Untold Stories: Maria Ingold, Mireality

In this series, we will be telling the ‘untold stories’ of the games sector and shining a light on the many women who helped contribute to the UK games industry the past thirty years. We’re joined by Maria Ingold, who has worked in visual technology for 25 years and now runs her own consultancy, Mireality.


30 Years of Play: Tell us who you are, what you do and a little bit about your career in the industry.

Maria Ingold.

Maria Ingold.

Maria Ingold: I’m Maria Ingold. My background is in both Computer Science and Fine Art. I’ve been deploying successful emerging visual technology for over 25 years, with over 15 as a Chief Technology Officer (CTO).

30 YOP: How did you start working in the sector?

Maria: I started as a programmer at IBM in 1991 as part of the OS/2 Multimedia team. I helped invent the beginning of what we take for granted now: audio, video and games on a PC. At the same time, I worked on my MFA in Computer Graphics.

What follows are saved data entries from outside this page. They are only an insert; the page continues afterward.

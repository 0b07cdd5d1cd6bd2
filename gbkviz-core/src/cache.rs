//! Content-addressed result cache with a time-to-live
//!
//! Keys are xxh64 digests over everything that determines a result (input
//! file bytes, mode strings). Entries expire `ttl` after insertion and can be
//! dropped explicitly with [`ResultCache::invalidate`].

use std::collections::HashMap;
use std::fs::File;
use std::io::{BufReader, Read};
use std::path::Path;
use std::time::{Duration, Instant};

use xxhash_rust::xxh64::Xxh64;

use crate::error::Result;

const KEY_SEED: u64 = 0x6762_6b76_697a;

#[derive(Debug, Clone, Copy, PartialEq, Eq, Hash)]
pub struct ContentKey(u64);

impl ContentKey {
    pub fn builder() -> ContentKeyBuilder {
        ContentKeyBuilder {
            hasher: Xxh64::new(KEY_SEED),
        }
    }

    pub fn value(&self) -> u64 {
        self.0
    }
}

pub struct ContentKeyBuilder {
    hasher: Xxh64,
}

impl ContentKeyBuilder {
    /// Each part is length-prefixed so that ("ab", "c") and ("a", "bc") differ
    pub fn bytes(mut self, data: &[u8]) -> Self {
        self.hasher.update(&(data.len() as u64).to_le_bytes());
        self.hasher.update(data);
        self
    }

    pub fn text(self, value: &str) -> Self {
        self.bytes(value.as_bytes())
    }

    pub fn file<P: AsRef<Path>>(mut self, path: P) -> Result<Self> {
        let file = File::open(path.as_ref())?;
        self.hasher.update(&file.metadata()?.len().to_le_bytes());

        let mut reader = BufReader::new(file);
        let mut buffer = [0u8; 64 * 1024];
        loop {
            let read = reader.read(&mut buffer)?;
            if read == 0 {
                break;
            }
            self.hasher.update(&buffer[..read]);
        }
        Ok(self)
    }

    pub fn finish(self) -> ContentKey {
        ContentKey(self.hasher.digest())
    }
}

#[derive(Debug)]
pub struct ResultCache<V> {
    ttl: Duration,
    entries: HashMap<ContentKey, (Instant, V)>,
}

impl<V> ResultCache<V> {
    pub fn new(ttl: Duration) -> Self {
        Self {
            ttl,
            entries: HashMap::new(),
        }
    }

    pub fn ttl(&self) -> Duration {
        self.ttl
    }

    fn is_live(&self, inserted: Instant) -> bool {
        inserted.elapsed() < self.ttl
    }

    pub fn get(&self, key: &ContentKey) -> Option<&V> {
        self.entries
            .get(key)
            .filter(|(inserted, _)| self.is_live(*inserted))
            .map(|(_, value)| value)
    }

    pub fn insert(&mut self, key: ContentKey, value: V) {
        self.entries.insert(key, (Instant::now(), value));
    }

    pub fn invalidate(&mut self, key: &ContentKey) -> Option<V> {
        self.entries.remove(key).map(|(_, value)| value)
    }

    /// Drop expired entries, returning how many were removed
    pub fn purge_expired(&mut self) -> usize {
        let before = self.entries.len();
        let ttl = self.ttl;
        self.entries.retain(|_, (inserted, _)| inserted.elapsed() < ttl);
        before - self.entries.len()
    }

    pub fn len(&self) -> usize {
        self.entries.len()
    }

    pub fn is_empty(&self) -> bool {
        self.entries.is_empty()
    }

    pub fn clear(&mut self) {
        self.entries.clear();
    }
}

#[cfg(test)]
mod tests {
    use super::*;
    use std::io::Write;

    #[test]
    fn test_key_is_length_prefixed() {
        let a = ContentKey::builder().text("ab").text("c").finish();
        let b = ContentKey::builder().text("a").text("bc").finish();
        assert_ne!(a, b);
        assert_eq!(a, ContentKey::builder().text("ab").text("c").finish());
    }

    #[test]
    fn test_file_key_follows_content() {
        let mut file = tempfile::NamedTempFile::new().unwrap();
        write!(file, ">g1\nACGT\n").unwrap();
        let first = ContentKey::builder().file(file.path()).unwrap().finish();
        write!(file, "ACGT\n").unwrap();
        let second = ContentKey::builder().file(file.path()).unwrap().finish();
        assert_ne!(first, second);
    }

    #[test]
    fn test_get_insert_invalidate() {
        let mut cache = ResultCache::new(Duration::from_secs(3600));
        let key = ContentKey::builder().text("nucleotide").finish();
        assert!(cache.get(&key).is_none());
        cache.insert(key, vec![1, 2, 3]);
        assert_eq!(cache.get(&key), Some(&vec![1, 2, 3]));
        assert_eq!(cache.invalidate(&key), Some(vec![1, 2, 3]));
        assert!(cache.get(&key).is_none());
    }

    #[test]
    fn test_expired_entries_are_hidden_and_purged() {
        let mut cache = ResultCache::new(Duration::ZERO);
        let key = ContentKey::builder().text("x").finish();
        cache.insert(key, "value");
        assert!(cache.get(&key).is_none());
        assert_eq!(cache.purge_expired(), 1);
        assert!(cache.is_empty());
    }
}
//! Pairwise genome alignment with MUMmer
//!
//! Genomes are compared as a chain: only adjacent inputs `(i, i + 1)` are
//! aligned. Each pair runs
//!
//! 1. `nucmer` / `promer` → `out{i}.delta`
//! 2. `delta-filter -1|-m` → `filter_out{i}.delta`
//! 3. `show-coords -H -T` → `coords{i}.tsv`
//!
//! and the table is parsed into [`AlignCoord`] records. Pairs run in parallel
//! on a rayon pool; every pair writes under its own index, so workers never
//! share a path. Results are concatenated in pair order.

use std::ffi::OsString;
use std::fs::{self, File};
use std::path::{Path, PathBuf};
use std::process::{Command, Stdio};

use rayon::prelude::*;
use serde::{Deserialize, Serialize};

use crate::cache::{ContentKey, ResultCache};
use crate::error::{AlignStage, GbkvizError, Result};
use crate::io::{AlignCoord, CoordsParser};
use crate::types::{MapType, SeqType};

/// Binaries the comparison feature depends on
pub const REQUIRED_TOOLS: [&str; 4] = ["nucmer", "promer", "delta-filter", "show-coords"];

/// Hosts MUMmer is distributed for
pub const SUPPORTED_OS: [&str; 2] = ["linux", "macos"];

pub fn is_supported_os(os: &str) -> bool {
    SUPPORTED_OS.contains(&os)
}

/// Worker count used when none is configured: all CPUs but one
pub fn default_threads() -> usize {
    num_cpus::get().saturating_sub(1).max(1)
}

#[derive(Debug, Clone, PartialEq, Eq, Serialize, Deserialize)]
#[serde(default)]
pub struct ToolPaths {
    pub nucmer: PathBuf,
    pub promer: PathBuf,
    pub delta_filter: PathBuf,
    pub show_coords: PathBuf,
}

impl Default for ToolPaths {
    fn default() -> Self {
        let [nucmer, promer, delta_filter, show_coords] = REQUIRED_TOOLS.map(PathBuf::from);
        Self {
            nucmer,
            promer,
            delta_filter,
            show_coords,
        }
    }
}

impl ToolPaths {
    pub fn aligner(&self, seqtype: SeqType) -> &Path {
        match seqtype {
            SeqType::Nucleotide => &self.nucmer,
            SeqType::Protein => &self.promer,
        }
    }

    fn all(&self) -> [&Path; 4] {
        [&self.nucmer, &self.promer, &self.delta_filter, &self.show_coords]
    }
}

/// Availability precheck for the comparison feature, against the current
/// host and `PATH`
pub fn check_requirements(tools: &ToolPaths) -> bool {
    check_requirements_in(std::env::consts::OS, tools, std::env::var_os("PATH"))
}

pub fn check_requirements_in(os: &str, tools: &ToolPaths, path_var: Option<OsString>) -> bool {
    if !is_supported_os(os) {
        log::warn!("Genome comparison is not supported on {}", os);
        return false;
    }
    missing_tools_in(tools, path_var).is_empty()
}

/// Configured tools that cannot be resolved against the current `PATH`
pub fn missing_tools(tools: &ToolPaths) -> Vec<PathBuf> {
    missing_tools_in(tools, std::env::var_os("PATH"))
}

pub fn missing_tools_in(tools: &ToolPaths, path_var: Option<OsString>) -> Vec<PathBuf> {
    let cwd = std::env::current_dir().unwrap_or_else(|_| PathBuf::from("."));
    tools
        .all()
        .iter()
        .filter(|tool| which::which_in(tool, path_var.as_ref(), &cwd).is_err())
        .map(|tool| {
            log::warn!("Required tool {} not found", tool.display());
            tool.to_path_buf()
        })
        .collect()
}

/// One adjacent-pair alignment job
#[derive(Debug, Clone, PartialEq, Eq)]
pub struct PairJob {
    pub index: usize,
    pub ref_fasta: PathBuf,
    pub query_fasta: PathBuf,
    pub work_dir: PathBuf,
    pub seqtype: SeqType,
    pub maptype: MapType,
}

impl PairJob {
    pub fn prefix(&self) -> PathBuf {
        self.work_dir.join(format!("out{}", self.index))
    }

    pub fn delta_path(&self) -> PathBuf {
        self.work_dir.join(format!("out{}.delta", self.index))
    }

    pub fn filtered_delta_path(&self) -> PathBuf {
        self.work_dir.join(format!("filter_out{}.delta", self.index))
    }

    pub fn coords_path(&self) -> PathBuf {
        self.work_dir.join(format!("coords{}.tsv", self.index))
    }
}

/// Something that can turn one pair job into alignment records
pub trait AlignmentBackend: Sync {
    fn align_pair(&self, job: &PairJob) -> Result<Vec<AlignCoord>>;
    fn name(&self) -> &'static str;
}

/// Intermediate files of one pair, removed when the guard drops
struct WorkFiles {
    paths: Vec<PathBuf>,
}

impl WorkFiles {
    fn for_job(job: &PairJob) -> Self {
        Self {
            paths: vec![job.delta_path(), job.filtered_delta_path(), job.coords_path()],
        }
    }
}

impl Drop for WorkFiles {
    fn drop(&mut self) {
        for path in &self.paths {
            if !path.exists() {
                continue;
            }
            if let Err(e) = fs::remove_file(path) {
                log::warn!("Failed to remove work file {}: {}", path.display(), e);
            }
        }
    }
}

#[derive(Debug, Clone, Default)]
pub struct MummerBackend {
    pub tools: ToolPaths,
}

impl MummerBackend {
    pub fn new(tools: ToolPaths) -> Self {
        Self { tools }
    }

    fn run_stage(cmd: &mut Command, job: &PairJob, stage: AlignStage, stdout_to: Option<&Path>) -> Result<()> {
        match stdout_to {
            Some(path) => {
                let file = File::create(path).map_err(|e| {
                    GbkvizError::tool_failure(job.index, stage, format!("cannot create {}: {}", path.display(), e))
                })?;
                cmd.stdout(Stdio::from(file));
            }
            None => {
                cmd.stdout(Stdio::null());
            }
        }
        cmd.stderr(Stdio::piped());

        log::debug!("Running {} for pair {}: {:?}", stage, job.index, cmd);
        let output = cmd.output().map_err(|e| {
            GbkvizError::tool_failure(
                job.index,
                stage,
                format!("failed to launch {}: {}", cmd.get_program().to_string_lossy(), e),
            )
        })?;

        if !output.status.success() {
            let stderr = String::from_utf8_lossy(&output.stderr);
            return Err(GbkvizError::tool_failure(
                job.index,
                stage,
                format!("{} ({})", output.status, stderr.trim()),
            ));
        }
        Ok(())
    }
}

impl AlignmentBackend for MummerBackend {
    fn align_pair(&self, job: &PairJob) -> Result<Vec<AlignCoord>> {
        let _work_files = WorkFiles::for_job(job);

        let mut prefix_arg = OsString::from("--prefix=");
        prefix_arg.push(job.prefix());
        let mut align = Command::new(self.tools.aligner(job.seqtype));
        align.arg(&job.ref_fasta).arg(&job.query_fasta).arg(prefix_arg);
        Self::run_stage(&mut align, job, AlignStage::Align, None)?;

        let delta = job.delta_path();
        if !delta.exists() {
            return Err(GbkvizError::tool_failure(
                job.index,
                AlignStage::Align,
                format!("{} was not produced", delta.display()),
            ));
        }

        let filtered = job.filtered_delta_path();
        let mut filter = Command::new(&self.tools.delta_filter);
        filter.arg(job.maptype.filter_flag()).arg(&delta);
        Self::run_stage(&mut filter, job, AlignStage::Filter, Some(&filtered))?;

        let coords = job.coords_path();
        let mut show = Command::new(&self.tools.show_coords);
        show.args(["-H", "-T"]).arg(&filtered);
        Self::run_stage(&mut show, job, AlignStage::Coords, Some(&coords))?;

        CoordsParser::parse_file(&coords, job.seqtype).map_err(|e| match e {
            GbkvizError::Io(io) => GbkvizError::tool_failure(job.index, AlignStage::Parse, io.to_string()),
            other => other,
        })
    }

    fn name(&self) -> &'static str {
        "mummer"
    }
}

#[derive(Debug, Clone, Copy, PartialEq, Eq)]
pub struct GenomeAligner {
    pub seqtype: SeqType,
    pub maptype: MapType,
    pub threads: usize,
}

impl GenomeAligner {
    pub fn new(seqtype: SeqType, maptype: MapType) -> Self {
        Self {
            seqtype,
            maptype,
            threads: default_threads(),
        }
    }

    /// Build from user-supplied mode names
    pub fn from_names(seqtype: &str, maptype: &str) -> Result<Self> {
        Ok(Self::new(seqtype.parse()?, maptype.parse()?))
    }

    pub fn with_threads(mut self, threads: usize) -> Self {
        self.threads = threads.max(1);
        self
    }

    /// Jobs for the adjacent pairs `(0, 1), (1, 2), ...`
    pub fn pair_jobs<P: AsRef<Path>>(&self, fastas: &[P], work_dir: &Path) -> Vec<PairJob> {
        fastas
            .windows(2)
            .enumerate()
            .map(|(index, pair)| PairJob {
                index,
                ref_fasta: pair[0].as_ref().to_path_buf(),
                query_fasta: pair[1].as_ref().to_path_buf(),
                work_dir: work_dir.to_path_buf(),
                seqtype: self.seqtype,
                maptype: self.maptype,
            })
            .collect()
    }

    pub fn run<P: AsRef<Path>>(&self, tools: &ToolPaths, fastas: &[P], work_dir: &Path) -> Result<Vec<AlignCoord>> {
        self.run_with(&MummerBackend::new(tools.clone()), fastas, work_dir)
    }

    /// Run every pair and concatenate the records in pair order.
    ///
    /// A failing pair does not stop its siblings; the first failure in pair
    /// order is returned once all of them have finished.
    pub fn run_with<B, P>(&self, backend: &B, fastas: &[P], work_dir: &Path) -> Result<Vec<AlignCoord>>
    where
        B: AlignmentBackend,
        P: AsRef<Path>,
    {
        let jobs = self.pair_jobs(fastas, work_dir);
        if jobs.is_empty() {
            return Ok(Vec::new());
        }

        log::info!(
            "Aligning {} genome pairs with {} ({} {}, {} threads)",
            jobs.len(),
            backend.name(),
            self.seqtype,
            self.maptype,
            self.threads
        );

        let pool = rayon::ThreadPoolBuilder::new()
            .num_threads(self.threads)
            .build()
            .map_err(|e| GbkvizError::Io(std::io::Error::other(e.to_string())))?;

        let results: Vec<Result<Vec<AlignCoord>>> = pool.install(|| {
            jobs.par_iter()
                .map(|job| {
                    let result = backend.align_pair(job);
                    match &result {
                        Ok(coords) => log::info!("Pair {} finished with {} alignments", job.index, coords.len()),
                        Err(e) => log::warn!("Pair {} failed: {}", job.index, e),
                    }
                    result
                })
                .collect()
        });

        let mut coords = Vec::new();
        for result in results {
            coords.extend(result?);
        }
        Ok(coords)
    }

    /// [`GenomeAligner::run_with`] behind a content-addressed cache keyed on
    /// the FASTA bytes and both modes
    pub fn run_cached<B, P>(
        &self,
        backend: &B,
        cache: &mut ResultCache<Vec<AlignCoord>>,
        fastas: &[P],
        work_dir: &Path,
    ) -> Result<Vec<AlignCoord>>
    where
        B: AlignmentBackend,
        P: AsRef<Path>,
    {
        let mut builder = ContentKey::builder()
            .text(self.seqtype.as_str())
            .text(self.maptype.as_str());
        for fasta in fastas {
            builder = builder.file(fasta)?;
        }
        let key = builder.finish();

        if let Some(hit) = cache.get(&key) {
            log::info!("Reusing cached alignment ({} records)", hit.len());
            return Ok(hit.clone());
        }

        let coords = self.run_with(backend, fastas, work_dir)?;
        cache.insert(key, coords.clone());
        Ok(coords)
    }
}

After IBM I moved from the USA to the UK and joined Ocean. That was 1996. It was exciting to help innovate early 3D and Windows PC gaming, transitioning games from DOS to a 32-bit operating system. I wrote reusable DirectX 5 modules for a Victorian steam-punk Martian shoot-em-up 3D PC game called Dreadnought. We made the cover of Edge magazine, but unfortunately the game never came out as Infogrammes bought and restructured the company. They later rebranded as Atari.

I moved from Manchester to London and into a more senior role as a Technical Director of a start-up using sound-reactive games technology. Our core product, DancerDNA, generated 3D creatures using a genetic description language that danced and mutated to music. We did visuals for nightclubs like Ministry of Sound and bands including Pet Shop Boys, Nine Inch Nails and Leftfield.

I went on to use games technology for corporate clients – including a 3D racing game for Volkswagen at their Autostadt theme park. It demonstrated the benefits of using a GPS versus a map, something we all take for granted now.

This was now the dawn of a new millennium. I also started delivering streaming technology, first for a streaming radio station and then video.

I eventually became the CTO for a Disney / Sony joint venture called FilmFlex Movies where I built one of the most successful on demand movie services in Europe, first for Virgin Media, then as a white label which powered services like Channel 4’s Film4oD. We launched for under £1 million and we were profitable from year one. All still unheard of.

For the last six years I’ve been consulting internationally in emerging visual tech and innovation.

30 YOP: What was the British games industry like in the early days of the sector?

Maria: It was very incestuous and small – everyone knew everyone. Crucially, it didn’t understand how to operate profitably. Infogrammes, for instance, flipped development from in-house to out-of-house as it thought that might be more profitable.

The games industry didn’t have a viable business model. The big issue was that every team was inventing everything from scratch, rather than creating reusable libraries or a common game engine. So, the timescale for delivery was impossible to predict and monetise.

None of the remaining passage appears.